A small clarification to Kevin Smith's comment below:  The 
copyright checklist in use at Cornell was developed after the AAP 
had withdrawn from direct confrontation with the University.  It 
was prepared by Cornell's legal staff, without any input from the 
AAP.

And I would challenge Tabb's characterization that Cornell 
"capitulated" to the AAP in the first place.  We should know 
better than to trust the press statements that the AAP issued to 
make it look like it had won something.  In fact, if you compare 
the previous ereserve policy to the current electronic course 
content copyright guidelines, developed by a faculty group in 
response to the discussions with the AAP, you will see that the 
new policy is actually more open to fair use analyses than the 
old one.  It was developed in the firm belief that decisions that 
centered around the creation of print anthologies in commercial 
copy operations (the MDS and NYU cases) were not applicable to 
what libraries and universities do: making available 
noncommercially and efficiently to students a selection of 
materials that they can elect to view or print as part of their 
educational endeavors.  There was no discussion between Cornell 
and the AAP over what constituted acceptable fair use, and I 
don't think any agreement could have been reached on the issue.

One of the most pleasant surprises about the GSU case has been 
that Georgia State has been as forthright in defending fair use 
as I think Cornell would have been had the disagreement 
continued.

Peter Hirtle

-----Original Message-----
From: owner-liblicense-l@lists.yale.edu
[mailto:owner-liblicense-l@lists.yale.edu] On Behalf Of Kevin Smith
Sent: Friday, June 17, 2011 4:48 PM
To: liblicense-l@lists.yale.edu
Subject: Re: Another post about the Georgia State copyright case

It is interesting that identical language accompanies the 
checklist adopted by Cornell University during its negotiations 
with the AAP to avoid a lawsuit back in 2005.  See their 
checklist at:

http://www.copyright.cornell.edu/policies/docs/Fair_Use_Checklist.pdf.

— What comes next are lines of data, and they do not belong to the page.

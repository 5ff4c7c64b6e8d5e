//! Qualified type view consumed by the analysis.
//!
//! The analysis never needs a full type system; it needs to answer a small
//! set of questions about a declaration's or expression's type:
//! - is this level const-qualified?
//! - is it a reference or a pointer, and what does it point to?
//! - what is the type with any reference stripped?
//!
//! Front ends lower their own type representation into this view.

use serde::{Deserialize, Serialize};
use std::fmt;

/// A type with an optional const qualifier at its outermost level.
#[derive(Debug, Clone, PartialEq, Eq, Hash, Serialize, Deserialize)]
pub struct QualType {
    pub kind: TypeKind,
    /// Const qualification of this level (for `int const` or `int *const`
    /// the outer level, not the pointee).
    pub is_const: bool,
}

/// Structural kind of a type.
#[derive(Debug, Clone, PartialEq, Eq, Hash, Serialize, Deserialize)]
pub enum TypeKind {
    /// A builtin or record type, identified by its printed name.
    Named(String),
    /// Pointer to a pointee type.
    Pointer(Box<QualType>),
    /// Reference to a referent type.
    Reference(Box<QualType>),
}

impl QualType {
    /// A non-const named type.
    pub fn named(name: impl Into<String>) -> Self {
        Self {
            kind: TypeKind::Named(name.into()),
            is_const: false,
        }
    }

    /// Pointer to the given pointee.
    pub fn pointer(pointee: QualType) -> Self {
        Self {
            kind: TypeKind::Pointer(Box::new(pointee)),
            is_const: false,
        }
    }

    /// Reference to the given referent.
    pub fn reference(referent: QualType) -> Self {
        Self {
            kind: TypeKind::Reference(Box::new(referent)),
            is_const: false,
        }
    }

    /// The same type with this level const-qualified.
    pub fn into_const(mut self) -> Self {
        self.is_const = true;
        self
    }

    pub fn is_reference(&self) -> bool {
        matches!(self.kind, TypeKind::Reference(_))
    }

    pub fn is_pointer(&self) -> bool {
        matches!(self.kind, TypeKind::Pointer(_))
    }

    /// Const qualification of this level.
    pub fn is_const_qualified(&self) -> bool {
        self.is_const
    }

    /// The pointee of a pointer or reference type.
    pub fn pointee(&self) -> Option<&QualType> {
        match &self.kind {
            TypeKind::Pointer(p) | TypeKind::Reference(p) => Some(p),
            TypeKind::Named(_) => None,
        }
    }

    /// The type with one level of reference stripped. Non-reference types
    /// are their own non-reference view.
    pub fn non_reference(&self) -> &QualType {
        match &self.kind {
            TypeKind::Reference(r) => r,
            _ => self,
        }
    }

    /// True for a reference or pointer whose pointee is not const-qualified:
    /// passing through such a type can mutate the referent.
    pub fn has_non_const_pointee(&self) -> bool {
        self.pointee().is_some_and(|p| !p.is_const_qualified())
    }
}

impl fmt::Display for QualType {
    fn fmt(&self, f: &mut fmt::Formatter<'_>) -> fmt::Result {
        match &self.kind {
            TypeKind::Named(name) => {
                if self.is_const {
                    write!(f, "const {}", name)
                } else {
                    write!(f, "{}", name)
                }
            }
            TypeKind::Pointer(p) => {
                write!(f, "{} *", p)?;
                if self.is_const {
                    write!(f, "const")?;
                }
                Ok(())
            }
            TypeKind::Reference(r) => write!(f, "{} &", r),
        }
    }
}

#[cfg(test)]
mod tests {
    use super::*;

    #[test]
    fn test_named_type_const() {
        let t = QualType::named("int").into_const();
        assert!(t.is_const_qualified());
        assert!(!t.is_reference());
        assert!(!t.is_pointer());
        assert_eq!(t.to_string(), "const int");
    }

    #[test]
    fn test_non_reference_view() {
        let t = QualType::reference(QualType::named("int").into_const());
        assert!(t.is_reference());
        assert!(!t.is_const_qualified());
        assert!(t.non_reference().is_const_qualified());

        let plain = QualType::named("int");
        assert_eq!(plain.non_reference(), &plain);
    }

    #[test]
    fn test_non_const_pointee() {
        let mutable_ref = QualType::reference(QualType::named("int"));
        assert!(mutable_ref.has_non_const_pointee());

        let const_ref = QualType::reference(QualType::named("int").into_const());
        assert!(!const_ref.has_non_const_pointee());

        let mutable_ptr = QualType::pointer(QualType::named("int"));
        assert!(mutable_ptr.has_non_const_pointee());

        let value = QualType::named("int");
        assert!(!value.has_non_const_pointee());
    }

    #[test]
    fn test_display() {
        assert_eq!(QualType::named("Simple").to_string(), "Simple");
        assert_eq!(
            QualType::reference(QualType::named("int")).to_string(),
            "int &"
        );
        assert_eq!(
            QualType::pointer(QualType::named("char").into_const()).to_string(),
            "const char *"
        );
    }
}
//! Diagnostic records produced by the analysis.
//!
//! The analysis never prints; it accumulates structured records into a
//! [`DiagnosticBag`] and the embedding driver decides how to render them
//! (see [`crate::report`]). Message texts live here, next to the emit
//! helpers, so every mode produces identical wording.

use serde::Serialize;

use crate::ast::{QualType, SourceLocation};

/// Advisory severity. Warnings come from pseudo-const mode only; the debug
/// modes emit notes.
#[derive(Debug, Clone, Copy, PartialEq, Eq, Serialize)]
#[serde(rename_all = "lowercase")]
pub enum Severity {
    Warning,
    Note,
}

/// One rendered diagnostic: severity, anchor location, the subject
/// declaration's name, the optional type argument, and the full message.
#[derive(Debug, Clone, Serialize)]
pub struct Diagnostic {
    pub severity: Severity,
    pub location: SourceLocation,
    pub name: String,
    #[serde(skip_serializing_if = "Option::is_none")]
    pub type_name: Option<String>,
    pub message: String,
}

/// Ordered collection of diagnostics for one analysis run.
#[derive(Debug, Default)]
pub struct DiagnosticBag {
    diags: Vec<Diagnostic>,
}

impl DiagnosticBag {
    pub fn new() -> Self {
        Self::default()
    }

    pub fn is_empty(&self) -> bool {
        self.diags.is_empty()
    }

    pub fn len(&self) -> usize {
        self.diags.len()
    }

    pub fn iter(&self) -> impl Iterator<Item = &Diagnostic> {
        self.diags.iter()
    }

    pub fn into_vec(self) -> Vec<Diagnostic> {
        self.diags
    }

    fn push(
        &mut self,
        severity: Severity,
        location: SourceLocation,
        name: &str,
        type_name: Option<String>,
        message: String,
    ) {
        self.diags.push(Diagnostic {
            severity,
            location,
            name: name.to_string(),
            type_name,
            message,
        });
    }

    /// "variable 'x' could be declared as const"
    pub fn variable_could_be_const(&mut self, name: &str, loc: SourceLocation) {
        self.push(
            Severity::Warning,
            loc,
            name,
            None,
            format!("variable '{}' could be declared as const", name),
        );
    }

    /// "function 'f' could be declared as const"
    pub fn function_could_be_const(&mut self, name: &str, loc: SourceLocation) {
        self.push(
            Severity::Warning,
            loc,
            name,
            None,
            format!("function '{}' could be declared as const", name),
        );
    }

    /// "function 'f' could be declared as static"
    pub fn function_could_be_static(&mut self, name: &str, loc: SourceLocation) {
        self.push(
            Severity::Warning,
            loc,
            name,
            None,
            format!("function '{}' could be declared as static", name),
        );
    }

    /// "variable 'x' declared here"
    pub fn variable_declared_here(&mut self, name: &str, loc: SourceLocation) {
        self.push(
            Severity::Note,
            loc,
            name,
            None,
            format!("variable '{}' declared here", name),
        );
    }

    /// "function 'f' declared here"
    pub fn function_declared_here(&mut self, name: &str, loc: SourceLocation) {
        self.push(
            Severity::Note,
            loc,
            name,
            None,
            format!("function '{}' declared here", name),
        );
    }

    /// "variable 'x' was used"
    pub fn variable_was_used(&mut self, name: &str, loc: SourceLocation) {
        self.push(
            Severity::Note,
            loc,
            name,
            None,
            format!("variable '{}' was used", name),
        );
    }

    /// "variable 'x' with type 'T' was changed"
    pub fn variable_was_changed(&mut self, name: &str, ty: &QualType, loc: SourceLocation) {
        self.push(
            Severity::Note,
            loc,
            name,
            Some(ty.to_string()),
            format!("variable '{}' with type '{}' was changed", name, ty),
        );
    }
}
//! Builder pattern API for pseudo-constness analysis.
//!
//! Provides a fluent interface for configuring and running the analysis
//! over a dump file or a tree of dumps:
//!
//! ```rust,ignore
//! use constify_core::prelude::*;
//!
//! let result = Constify::new("/path/to/dumps")
//!     .mode(AnalysisMode::PseudoConst)
//!     .ignore_patterns(["detail"])
//!     .analyze()?;
//!
//! for d in &result.diagnostics {
//!     println!("{}", d.message);
//! }
//! ```

use std::path::PathBuf;

use anyhow::{Context, Result};
use rayon::prelude::*;
use tracing::info;

use crate::analysis::{analyze_unit, AnalysisMode, AnalysisOutcome, AnalysisStats};
use crate::diagnostics::Diagnostic;
use crate::parse::{parse_unit_file, parse_units};
use crate::scan::gather_dumps_with_excludes;

/// Builder for configuring an analysis run.
#[derive(Debug, Clone)]
pub struct Constify {
    /// A dump file, or the root of a tree of dumps.
    root: PathBuf,
    mode: AnalysisMode,
    /// Findings whose subject name matches any pattern are suppressed.
    ignored_patterns: Vec<String>,
    /// Extra directory names excluded from scanning.
    excluded_dirs: Vec<String>,
}

/// Merged result of analyzing one or more translation units.
#[derive(Debug)]
pub struct AnalysisResult {
    pub units_analyzed: usize,
    pub diagnostics: Vec<Diagnostic>,
    pub stats: AnalysisStats,
}

impl Constify {
    /// Create a new analysis builder for the given path.
    pub fn new(root: impl Into<PathBuf>) -> Self {
        Self {
            root: root.into(),
            mode: AnalysisMode::default(),
            ignored_patterns: Vec::new(),
            excluded_dirs: Vec::new(),
        }
    }

    /// Select the analysis mode.
    pub fn mode(mut self, mode: AnalysisMode) -> Self {
        self.mode = mode;
        self
    }

    /// Add patterns for declaration names to ignore.
    pub fn ignore_patterns(
        mut self,
        patterns: impl IntoIterator<Item = impl Into<String>>,
    ) -> Self {
        self.ignored_patterns
            .extend(patterns.into_iter().map(Into::into));
        self
    }

    /// Add directory names to exclude from scanning.
    pub fn exclude_dirs(mut self, dirs: impl IntoIterator<Item = impl Into<String>>) -> Self {
        self.excluded_dirs.extend(dirs.into_iter().map(Into::into));
        self
    }

    /// Run the analysis.
    ///
    /// A single dump file is loaded strictly; a directory is scanned and
    /// loaded resiliently. Units are analyzed in parallel, each unit's
    /// analysis itself staying sequential.
    pub fn analyze(&self) -> Result<AnalysisResult> {
        let units = if self.root.is_file() {
            let tu = parse_unit_file(&self.root)
                .with_context(|| format!("Failed to load {}", self.root.display()))?;
            vec![(self.root.clone(), tu)]
        } else {
            let excludes: Vec<&str> = self.excluded_dirs.iter().map(String::as_str).collect();
            let dumps = gather_dumps_with_excludes(&self.root, &excludes)?;
            info!(count = dumps.len(), root = %self.root.display(), "gathered dumps");
            parse_units(&dumps)
        };

        let outcomes: Vec<AnalysisOutcome> = units
            .par_iter()
            .map(|(_, tu)| analyze_unit(tu, self.mode))
            .collect();

        let mut result = AnalysisResult {
            units_analyzed: outcomes.len(),
            diagnostics: Vec::new(),
            stats: AnalysisStats::default(),
        };
        for outcome in outcomes {
            result.stats.functions_visited += outcome.stats.functions_visited;
            result.stats.variable_candidates += outcome.stats.variable_candidates;
            result.stats.variables_disqualified += outcome.stats.variables_disqualified;
            result.stats.const_method_candidates += outcome.stats.const_method_candidates;
            result.stats.static_method_candidates += outcome.stats.static_method_candidates;
            result.diagnostics.extend(
                outcome
                    .diagnostics
                    .into_iter()
                    .filter(|d| !is_ignored(&d.name, &self.ignored_patterns)),
            );
        }
        Ok(result)
    }
}

/// Checks if a declaration name should be ignored based on patterns.
fn is_ignored(name: &str, patterns: &[String]) -> bool {
    patterns
        .iter()
        .any(|p| p == name || name.ends_with(p.as_str()) || name.contains(p.as_str()))
}
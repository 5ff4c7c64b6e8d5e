//! Declaration collection: the candidate sets a function's analysis ranges
//! over.
//!
//! Context variables are the parameters and locals visible from a function
//! body. For methods the module analyzer additionally ranges over the
//! enclosing record's member variables; reference-typed static members are
//! counted among them because mutation through such a member hits shared
//! state.

use std::collections::BTreeSet;

use crate::ast::{
    AstContext, DeclId, ExprKind, FieldDecl, FunctionDecl, MethodKind, RecordDecl,
};

/// Parameters and locals of `f`, in declaration order. With
/// `include_members` set (non-plain methods) the enclosing record's fields
/// are appended so member mutation in constructors and other special
/// members still flows into the variable state.
pub fn context_variables(
    ctx: &AstContext,
    f: &FunctionDecl,
    include_members: bool,
) -> Vec<DeclId> {
    let mut out: Vec<DeclId> = f.params.iter().map(|p| p.id).collect();
    if let Some(body) = &f.body {
        out.extend(body.local_decls().iter().map(|v| v.id));
    }
    if include_members {
        if let Some(record) = f.method.as_ref().and_then(|m| ctx.record(m.record)) {
            out.extend(member_variables(record));
        }
    }
    out
}

/// The member variables relevant to method-level analysis: every non-static
/// data member plus reference-typed static members.
pub fn member_variables(record: &RecordDecl) -> Vec<DeclId> {
    record
        .fields
        .iter()
        .map(|f: &FieldDecl| f.id)
        .chain(
            record
                .static_members
                .iter()
                .filter(|f| f.ty.is_reference())
                .map(|f| f.id),
        )
        .collect()
}

/// All methods declared in `record`, static ones included; callers filter
/// by the trait they need.
pub fn record_methods(record: &RecordDecl) -> Vec<DeclId> {
    record.methods.iter().map(|m| m.id).collect()
}

/// A plain method is user-provided, not virtual, and none of the special
/// member kinds. Only plain methods are eligible for const/static verdicts.
pub fn is_plain_method(f: &FunctionDecl) -> bool {
    f.method.as_ref().is_some_and(|m| {
        m.is_user_provided && !m.is_virtual && m.kind == MethodKind::Ordinary
    })
}

/// The declarations `v` stands for when mutated.
///
/// A non-reference declaration is its own single referent. A reference is a
/// syntactic alias: it stands for itself plus, transitively, everything the
/// variables and members named in its initializer stand for.
pub fn referred_variables(ctx: &AstContext, v: DeclId) -> BTreeSet<DeclId> {
    let mut out = BTreeSet::new();
    let mut pending = vec![v];
    while let Some(d) = pending.pop() {
        if !out.insert(d) {
            continue;
        }
        let Some(var) = ctx.variable(d) else {
            continue;
        };
        if !var.ty.is_reference() {
            continue;
        }
        if let Some(init) = &var.init {
            init.for_each(&mut |e| match e.kind {
                ExprKind::DeclRef(id) if ctx.is_variable_like(id) => pending.push(id),
                ExprKind::Member { member, .. } if ctx.field(member).is_some() => {
                    pending.push(member)
                }
                _ => {}
            });
        }
    }
    out
}
//! Loading translation-unit dumps.
//!
//! A front end serializes the typed AST of each source file to a JSON dump
//! (conventionally `<name>.ast.json`). The strict variants surface typed
//! errors; the batch variant is resilient, logging and skipping malformed
//! dumps so one broken unit never aborts a whole run.

use std::fs;
use std::path::{Path, PathBuf};

use rayon::prelude::*;
use tracing::warn;

use crate::ast::TranslationUnit;
use crate::error::{ConstifyError, ConstifyResult, IoResultExt};

/// Parse one dump from in-memory content.
pub fn parse_unit(path: &Path, content: &str) -> ConstifyResult<TranslationUnit> {
    serde_json::from_str(content).map_err(|e| ConstifyError::parse(path, e.to_string()))
}

/// Read and parse one dump file.
pub fn parse_unit_file(path: &Path) -> ConstifyResult<TranslationUnit> {
    let content = fs::read_to_string(path).with_path(path)?;
    parse_unit(path, &content)
}

/// Parse many dump files in parallel, skipping the ones that fail.
///
/// Units are independent, so the order of results follows the input order
/// and a malformed dump only costs a warning.
pub fn parse_units(paths: &[PathBuf]) -> Vec<(PathBuf, TranslationUnit)> {
    paths
        .par_iter()
        .filter_map(|p| match parse_unit_file(p) {
            Ok(tu) => Some((p.clone(), tu)),
            Err(e) => {
                warn!(path = %p.display(), error = %e, "skipping malformed dump");
                None
            }
        })
        .collect()
}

If this language is a key to why GSU was sued, why was Cornell 
not only spared a lawsuit, but advertised by the AAP as a model 
citizen?

It seems to me that what has changed is the publishers' tolerance 
for what had long been considered acceptable fair use practice. 
As the economics of publishing worsened and new sources of income 
seemed necessary, policies that were approved of six years ago 
suddenly became behavior worthy of a lawsuit.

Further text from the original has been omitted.